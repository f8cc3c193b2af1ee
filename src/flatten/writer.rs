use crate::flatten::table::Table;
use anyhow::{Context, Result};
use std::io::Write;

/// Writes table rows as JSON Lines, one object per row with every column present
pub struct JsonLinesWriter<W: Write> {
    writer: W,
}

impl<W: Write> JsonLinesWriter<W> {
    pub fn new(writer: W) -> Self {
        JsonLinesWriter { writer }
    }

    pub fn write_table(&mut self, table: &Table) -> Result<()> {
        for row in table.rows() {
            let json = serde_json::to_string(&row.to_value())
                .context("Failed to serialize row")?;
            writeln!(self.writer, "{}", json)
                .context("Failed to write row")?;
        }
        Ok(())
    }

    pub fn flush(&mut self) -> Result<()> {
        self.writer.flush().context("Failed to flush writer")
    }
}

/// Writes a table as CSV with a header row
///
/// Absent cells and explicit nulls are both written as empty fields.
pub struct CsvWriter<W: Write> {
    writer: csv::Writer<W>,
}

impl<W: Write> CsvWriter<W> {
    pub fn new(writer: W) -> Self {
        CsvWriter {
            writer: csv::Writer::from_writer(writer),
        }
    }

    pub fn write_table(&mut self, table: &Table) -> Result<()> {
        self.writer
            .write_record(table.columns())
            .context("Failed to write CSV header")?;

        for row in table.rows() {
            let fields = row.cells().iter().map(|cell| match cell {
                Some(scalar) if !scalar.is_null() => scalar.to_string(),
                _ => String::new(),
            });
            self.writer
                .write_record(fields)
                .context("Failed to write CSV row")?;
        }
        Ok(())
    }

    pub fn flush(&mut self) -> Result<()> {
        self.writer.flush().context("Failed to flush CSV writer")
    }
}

- - -

- [DIRECTIONS]
Lines with "JsonLinesWriter": return each one from the data above.

- [RESULT BELOW]
pub struct JsonLinesWriter<W: Write> {
impl<W: Write> JsonLinesWriter<W> {
        JsonLinesWriter { writer }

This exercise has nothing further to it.